The Careers Service and the Institute for Academic Development (IAD) have just launched a new resource to showcase the academic career journey from PhD student to group leader or head of institute. You’ll find it really useful to look at if you’re interested in developing an academic career after your PhD.
The resource is a collection of video case studies from individuals at the University of Edinburgh who are at different stages of the academic career journey and across a range of disciplines. The case studies show the challenges and rewards of an academic career, and the personal qualities and experiences that can be influential in helping individuals to progress an academic career. In addition, the videos demonstrate the type of support provided by PhD supervisors, research group leaders, and other academic colleagues that has helped the individuals progress their academic career.

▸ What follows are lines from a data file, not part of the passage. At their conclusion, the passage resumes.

//! Database schema versioning for medlist.
//!
//! The version lives in the `metadata` table. Each pending step from
//! [`MIGRATIONS`] runs in its own transaction together with the version bump,
//! so an interrupted upgrade resumes from the last completed step.

use rusqlite::Connection;
use tracing::{debug, info};

use crate::error::{Error, Result};

use super::schema::{CREATE_METADATA_TABLE, MIGRATIONS};

/// Key used to store the schema version in the metadata table.
const VERSION_KEY: &str = "schema_version";

/// The schema version this build writes.
#[must_use]
pub fn current_version() -> usize {
    MIGRATIONS.len()
}

/// Bring the database schema up to [`current_version`].
///
/// # Errors
///
/// Returns an error if a migration step fails, or if the database was
/// written by a newer version of medlist.
pub fn initialize_schema(conn: &Connection) -> Result<()> {
    conn.execute(CREATE_METADATA_TABLE, [])?;

    let found = schema_version(conn)?;
    let target = current_version();
    if found > target {
        return Err(Error::DatabaseMigration {
            message: format!(
                "database schema version {found} is newer than supported version {target}"
            ),
        });
    }

    for (version, statements) in MIGRATIONS.iter().enumerate().skip(found) {
        apply_step(conn, version + 1, statements)?;
    }
    if found < target {
        info!("Database schema upgraded from v{} to v{}", found, target);
    }
    Ok(())
}

/// Stored schema version, or 0 for a fresh database.
fn schema_version(conn: &Connection) -> Result<usize> {
    let stored: std::result::Result<String, rusqlite::Error> = conn.query_row(
        "SELECT value FROM metadata WHERE key = ?1",
        [VERSION_KEY],
        |row| row.get(0),
    );

    match stored {
        Ok(value) => value.parse().map_err(|_| Error::DatabaseMigration {
            message: format!("invalid schema version: {value}"),
        }),
        Err(rusqlite::Error::QueryReturnedNoRows) => Ok(0),
        Err(e) => Err(e.into()),
    }
}

fn apply_step(conn: &Connection, version: usize, statements: &[&str]) -> Result<()> {
    debug!("Applying schema migration v{}", version);
    let tx = conn.unchecked_transaction()?;
    for statement in statements {
        tx.execute(statement, []).map_err(|e| Error::DatabaseMigration {
            message: format!("migration v{version} failed: {e}"),
        })?;
    }
    store_version(&tx, version)?;
    tx.commit()?;
    Ok(())
}

fn store_version(conn: &Connection, version: usize) -> Result<()> {
    conn.execute(
        "INSERT OR REPLACE INTO metadata (key, value) VALUES (?1, ?2)",
        (VERSION_KEY, version.to_string()),
    )?;
    Ok(())
}

#[cfg(test)]
mod tests {
    use super::*;

    fn table_exists(conn: &Connection, name: &str) -> bool {
        let count: i32 = conn
            .query_row(
                "SELECT COUNT(*) FROM sqlite_master WHERE type='table' AND name=?1",
                [name],
                |row| row.get(0),
            )
            .unwrap();
        count == 1
    }

    #[test]
    fn test_fresh_database_is_migrated() {
        let conn = Connection::open_in_memory().unwrap();
        initialize_schema(&conn).unwrap();

        assert!(table_exists(&conn, "slots"));
        assert!(table_exists(&conn, "metadata"));
        assert_eq!(schema_version(&conn).unwrap(), current_version());
    }

    #[test]
    fn test_initialize_is_idempotent() {
        let conn = Connection::open_in_memory().unwrap();
        initialize_schema(&conn).unwrap();
        conn.execute(
            "INSERT INTO slots (name, payload, updated_at) VALUES ('doctors', '[]', 'now')",
            [],
        )
        .unwrap();

        initialize_schema(&conn).unwrap();
        let count: i32 = conn
            .query_row("SELECT COUNT(*) FROM slots", [], |row| row.get(0))
            .unwrap();
        assert_eq!(count, 1);
    }

    #[test]
    fn test_missing_version_reads_as_zero() {
        let conn = Connection::open_in_memory().unwrap();
        conn.execute(CREATE_METADATA_TABLE, []).unwrap();

        assert_eq!(schema_version(&conn).unwrap(), 0);
    }

    #[test]
    fn test_newer_schema_is_rejected() {
        let conn = Connection::open_in_memory().unwrap();
        initialize_schema(&conn).unwrap();
        store_version(&conn, current_version() + 1).unwrap();

        let err = initialize_schema(&conn).unwrap_err();
        assert!(matches!(err, Error::DatabaseMigration { .. }));
        assert!(err.to_string().contains("newer than supported"));
    }

    #[test]
    fn test_garbage_version_is_rejected() {
        let conn = Connection::open_in_memory().unwrap();
        initialize_schema(&conn).unwrap();
        conn.execute(
            "UPDATE metadata SET value = 'abc' WHERE key = ?1",
            [VERSION_KEY],
        )
        .unwrap();

        let err = schema_version(&conn).unwrap_err();
        assert!(err.to_string().contains("invalid schema version"));
    }

    #[test]
    fn test_failed_step_rolls_back() {
        let conn = Connection::open_in_memory().unwrap();
        conn.execute(CREATE_METADATA_TABLE, []).unwrap();

        let err = apply_step(&conn, 1, &[CREATE_METADATA_TABLE, "NOT SQL"]).unwrap_err();
        assert!(err.to_string().contains("migration v1 failed"));
        assert_eq!(schema_version(&conn).unwrap(), 0);
    }
}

To view the resource go to:
If you want a taster of what’s there, I’ve copied a few quotes from the case studies below.
Professor Cathy Abbott, Director of Postgraduate Research, Deanery of Molecular, Genetic and Population Health Sciences, talks about the personal qualities that are important for success in academia.
One is being a good collaborator more so now than ever because so many projects have to be collaborative to work and particularly in medical research you really need to be able to work with people from a range of different disciplines to be able to get things done …… The other thing is I think you have to be quite robust ….. because you will get knocked back constantly. You’ll get papers rejected you get grants rejected and you have to have a kind of attitude that allows you to …… take the knocks but then just think that’s done and you’re going to move on.

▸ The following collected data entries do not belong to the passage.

//! CLI command definitions.
//!
//! This module defines the structure of all CLI subcommands.

use std::path::PathBuf;

use clap::{Args, Subcommand, ValueEnum};

use crate::error::{Error, Result};
use crate::record::{
    capitalize_words, parse_custom_field, sanitize_phone, CustomFields, DoctorId, RecordFields,
    FIXED_FIELDS,
};

/// List command arguments.
#[derive(Debug, Args)]
pub struct ListCommand {
    /// Output format
    #[arg(short, long, value_enum, default_value = "plain")]
    pub format: OutputFormat,
}

/// Search command arguments.
#[derive(Debug, Args)]
pub struct SearchCommand {
    /// Text to look for in names and specialties (case-insensitive)
    pub query: String,

    /// Output format
    #[arg(short, long, value_enum, default_value = "plain")]
    pub format: OutputFormat,
}

/// Registration form.
#[derive(Debug, Args)]
pub struct RegisterCommand {
    /// Full name, e.g. "Dra. Ana Rodríguez"
    #[arg(long)]
    pub name: String,

    /// Medical specialty
    #[arg(long)]
    pub specialty: String,

    /// Contact phone number
    #[arg(long)]
    pub phone: String,

    /// Clinic or hospital
    #[arg(long)]
    pub clinic: Option<String>,

    /// Opening hours, e.g. "Lun-Vie 8:00-17:00"
    #[arg(long)]
    pub schedule: Option<String>,

    /// Street address
    #[arg(long)]
    pub address: Option<String>,

    /// Years of experience
    #[arg(long)]
    pub experience: Option<u32>,
}

impl RegisterCommand {
    /// Convert the form into record fields, capitalizing the name and
    /// stripping stray characters from the phone number.
    #[must_use]
    pub fn into_fields(self) -> RecordFields {
        RecordFields {
            name: capitalize_words(&self.name),
            specialty: self.specialty,
            phone: sanitize_phone(&self.phone),
            clinic: self.clinic,
            schedule: self.schedule,
            address: self.address,
            experience: self.experience,
        }
    }
}

/// Edit command arguments.
///
/// Fields that are not given keep their current value. Passing an empty
/// string clears clinic, schedule or address; `--clear-experience` clears
/// the years of experience.
#[derive(Debug, Args)]
pub struct EditCommand {
    /// Id of the doctor to edit
    pub id: DoctorId,

    /// Editor PIN
    #[arg(long)]
    pub pin: String,

    /// New name
    #[arg(long)]
    pub name: Option<String>,

    /// New specialty
    #[arg(long)]
    pub specialty: Option<String>,

    /// New phone number
    #[arg(long)]
    pub phone: Option<String>,

    /// New clinic
    #[arg(long)]
    pub clinic: Option<String>,

    /// New schedule
    #[arg(long)]
    pub schedule: Option<String>,

    /// New address
    #[arg(long)]
    pub address: Option<String>,

    /// New years of experience
    #[arg(long)]
    pub experience: Option<u32>,

    /// Remove the years of experience
    #[arg(long, conflicts_with = "experience")]
    pub clear_experience: bool,

    /// Set a custom field (repeatable)
    #[arg(long = "field", value_name = "KEY=VALUE")]
    pub fields: Vec<String>,

    /// Remove a custom field (repeatable)
    #[arg(long = "remove-field", value_name = "KEY")]
    pub remove_fields: Vec<String>,
}

impl EditCommand {
    /// Overlay the given fixed fields onto `fields`.
    pub fn apply(&self, fields: &mut RecordFields) {
        if let Some(name) = &self.name {
            fields.name.clone_from(name);
        }
        if let Some(specialty) = &self.specialty {
            fields.specialty.clone_from(specialty);
        }
        if let Some(phone) = &self.phone {
            fields.phone.clone_from(phone);
        }
        if self.clinic.is_some() {
            fields.clinic.clone_from(&self.clinic);
        }
        if self.schedule.is_some() {
            fields.schedule.clone_from(&self.schedule);
        }
        if self.address.is_some() {
            fields.address.clone_from(&self.address);
        }
        if self.experience.is_some() {
            fields.experience = self.experience;
        }
        if self.clear_experience {
            fields.experience = None;
        }
    }

    /// Apply `--remove-field` and then `--field` to `custom`.
    ///
    /// # Errors
    ///
    /// Returns [`Error::MalformedInput`] for a `--field` without `=`, or
    /// [`Error::CustomFieldConflict`] for a key naming a fixed field.
    pub fn apply_custom(&self, custom: &mut CustomFields) -> Result<()> {
        for key in &self.remove_fields {
            custom.remove(key.trim());
        }
        for raw in &self.fields {
            let (key, value) = parse_custom_field(raw)?;
            let key = key.trim();
            if FIXED_FIELDS.contains(&key) {
                return Err(Error::CustomFieldConflict {
                    key: key.to_string(),
                });
            }
            custom.insert(key.to_string(), value);
        }
        Ok(())
    }
}

/// Delete command arguments.
#[derive(Debug, Args)]
pub struct DeleteCommand {
    /// Id of the doctor to delete
    pub id: DoctorId,

    /// Editor PIN
    #[arg(long)]
    pub pin: String,
}

/// Export command arguments.
#[derive(Debug, Args)]
pub struct ExportCommand {
    /// Write the backup to this file or directory instead of stdout
    #[arg(short, long, value_name = "PATH")]
    pub output: Option<PathBuf>,
}

/// Reset command arguments.
#[derive(Debug, Args)]
pub struct ResetCommand {
    /// Editor PIN
    #[arg(long)]
    pub pin: String,

    /// Skip confirmation prompt
    #[arg(short, long)]
    pub yes: bool,
}

/// Configuration commands.
#[derive(Debug, Subcommand)]
pub enum ConfigCommand {
    /// Show current configuration
    Show {
        /// Output as JSON
        #[arg(short, long)]
        json: bool,
    },

    /// Show the configuration file path
    Path,

    /// Validate configuration
    Validate {
        /// Path to configuration file to validate
        #[arg(short, long)]
        file: Option<PathBuf>,
    },
}

/// Output format for commands.
#[derive(Debug, Clone, Copy, PartialEq, Eq, Default, ValueEnum)]
pub enum OutputFormat {
    /// One card per doctor
    #[default]
    Plain,
    /// One row per doctor
    Table,
    /// JSON output
    Json,
}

Dr Joan Simon, Lecturer, School of Maths, talks about how pro-actively organising a trip of seminars led to academic job offers.
… organise a trip of seminars ….. extremely useful because at the end of the day the people that offered me a job most of them were among the people that I had visited….. we are far busier than what we should so people don’t have time to read your paper they don’t. But they give you one hour to tell them how good you are and how good your idea and how excellent your results are. So during those two months I had the impression that I did much more networking than writing several papers …… I was reluctant because in some sense it seems as if you are inviting yourself but the truth is that people were interested in listening to you
Dr Laura Jeffery, Lecturer, School of Social and Political Science talks about how post-doctoral fellowships give you time to develop your publication record and teaching experience.
Post-doctoral fellowships have long been central to the establishment of an academic career in the natural sciences and they’re increasingly becoming central to the establishment of academic careers in the social sciences and I think that this is going to continue into the future and certainly a post-doctoral fellowship helps people who’ve come from a shorter doctoral training programme to kind of catch-up with competitors from longer doctoral training programmes.